The new president’s inauguration is scheduled to take place on 1 January next year. Lula last served as Brazil’s president from 2003 to 2010.

An evaluation conducted by the Liberal party and an auditor hired by them revealed that all machines dating before 2020, which accounted for about 59 per cent of the total used in the elections, lacked individual identification numbers in internal logs, party member Valdemar Costa told reporters.

While neither the party, the auditor nor Mr Costa gave details on how that might have affected election results, they said they wanted the electoral authority to invalidate all votes cast on those machines.

Alexandre de Moraes, Brazil’s election authority head, said the court would not consider the complaint unless the party offers an amended report within 24 hours.
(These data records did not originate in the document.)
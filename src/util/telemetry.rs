//! Telemetry helpers for structured logging and tracing.

use tracing_subscriber::EnvFilter;

/// Directive used when `RUST_LOG` is not set.
pub const DEFAULT_LOG_DIRECTIVE: &str = "worker_scheduler=info";

/// Initialize tracing. Hosts can install their own subscriber; this helper
/// installs an env-filtered fmt subscriber only if none is set yet.
pub fn init_tracing() {
    init_tracing_with_default(DEFAULT_LOG_DIRECTIVE);
}

/// Same as [`init_tracing`], falling back to `directive` when `RUST_LOG` is
/// unset or unparsable.
pub fn init_tracing_with_default(directive: &str) {
    if tracing::dispatcher::has_been_set() {
        return;
    }
    let filter = EnvFilter::try_from_default_env().unwrap_or_else(|_| EnvFilter::new(directive));
    let _ = tracing_subscriber::fmt()
        .with_env_filter(filter)
        .with_target(true)
        .try_init();
}
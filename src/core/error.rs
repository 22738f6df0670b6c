//! Error types for scheduler operations.

use thiserror::Error;

use super::task::TaskStatus;

/// Synchronous errors returned to callers of the scheduler API.
#[derive(Debug, Error)]
pub enum SchedulerError {
    /// Unknown task type, malformed payload or invalid submission fields.
    #[error("validation error: {0}")]
    Validation(String),
    /// A bounded queue is at its maximum size.
    #[error("capacity exceeded: {0}")]
    Capacity(String),
    /// No capable worker exists and the pool queue is full.
    #[error("no worker available: {0}")]
    WorkerUnavailable(String),
    /// No task with this id is known.
    #[error("task not found: {0}")]
    TaskNotFound(String),
    /// No worker with this id is registered.
    #[error("worker not found: {0}")]
    WorkerNotFound(String),
    /// The task state machine rejected a transition.
    #[error("task {task_id}: illegal transition {from} -> {to}")]
    InvalidTransition {
        /// Task whose status was being changed.
        task_id: String,
        /// Current status.
        from: TaskStatus,
        /// Requested status.
        to: TaskStatus,
    },
    /// Configuration validation failed.
    #[error("invalid configuration: {0}")]
    InvalidConfig(String),
    /// The scheduler is not running.
    #[error("scheduler is shut down")]
    Shutdown,
    /// Storage collaborator failure.
    #[error("storage error: {0}")]
    Storage(String),
}

/// Execution-time failures. These are captured on the task record and are
/// never returned to the submitter.
#[derive(Debug, Clone, Error, PartialEq, Eq)]
pub enum TaskFailure {
    /// The handler returned an error or panicked.
    #[error("{0}")]
    Handler(String),
    /// The handler ran longer than the task timeout.
    #[error("task timed out after {seconds}s")]
    Timeout {
        /// Effective timeout that was exceeded.
        seconds: u64,
    },
    /// The task was cancelled before it finished.
    #[error("cancelled: {0}")]
    Cancelled(String),
    /// No handler is registered for the task type.
    #[error("no handler registered for task type `{0}`")]
    NoHandler(String),
    /// The task could not be put back on a queue.
    #[error("could not requeue task: {0}")]
    Requeue(String),
}

/// Application-facing result using anyhow for higher-level contexts.
pub type AppResult<T> = Result<T, anyhow::Error>;
//! Builders to construct scheduler components from configuration.

pub mod system_builder;

pub use system_builder::WorkerSystemBuilder;
//! Shared serializable primitives used across the scheduler.

use std::fmt;
use std::str::FromStr;

use serde::{Deserialize, Serialize};

/// Unique task identifier (UUID v4 string).
pub type TaskId = String;

/// Unique worker identifier (UUID v4 string).
pub type WorkerId = String;

/// Task priority. Declaration order is the ordering: `Low` is lowest.
#[derive(Debug, Clone, Copy, PartialEq, Eq, PartialOrd, Ord, Hash, Default, Serialize, Deserialize)]
#[serde(rename_all = "snake_case")]
pub enum Priority {
    /// Background work.
    Low,
    /// Default priority.
    #[default]
    Normal,
    /// Ahead of normal traffic.
    High,
    /// Time-sensitive work.
    Urgent,
    /// Must run before anything else.
    Critical,
}

impl Priority {
    /// All priorities, lowest first.
    pub const ALL: [Self; 5] = [Self::Low, Self::Normal, Self::High, Self::Urgent, Self::Critical];

    /// Lowercase name used in logs and serialized records.
    #[must_use]
    pub const fn as_str(self) -> &'static str {
        match self {
            Self::Low => "low",
            Self::Normal => "normal",
            Self::High => "high",
            Self::Urgent => "urgent",
            Self::Critical => "critical",
        }
    }
}

impl fmt::Display for Priority {
    fn fmt(&self, f: &mut fmt::Formatter<'_>) -> fmt::Result {
        f.write_str(self.as_str())
    }
}

impl FromStr for Priority {
    type Err = String;

    fn from_str(s: &str) -> Result<Self, Self::Err> {
        match s.to_ascii_lowercase().as_str() {
            "low" => Ok(Self::Low),
            "normal" => Ok(Self::Normal),
            "high" => Ok(Self::High),
            "urgent" => Ok(Self::Urgent),
            "critical" => Ok(Self::Critical),
            other => Err(format!("unknown priority `{other}`")),
        }
    }
}

/// Generate a fresh identifier for tasks and workers.
#[must_use]
pub fn new_id() -> String {
    uuid::Uuid::new_v4().to_string()
}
The report is required to include results from the first electoral round that was held on 2 October, in which the Liberal Party won more seats.

The former president has previously claimed for months that Brazil’s voting system is faulty but has not presented any evidence to support his claim.

His son, federal lawmaker Eduardo Bolsonaro, also repeated the claim last week in Mexico. Mr Bolsonaro’s supporters have also appealed for military intervention against the election results.

On Tuesday afternoon, senate president Rodrigo Pacheco said the election results are “unquestionable”.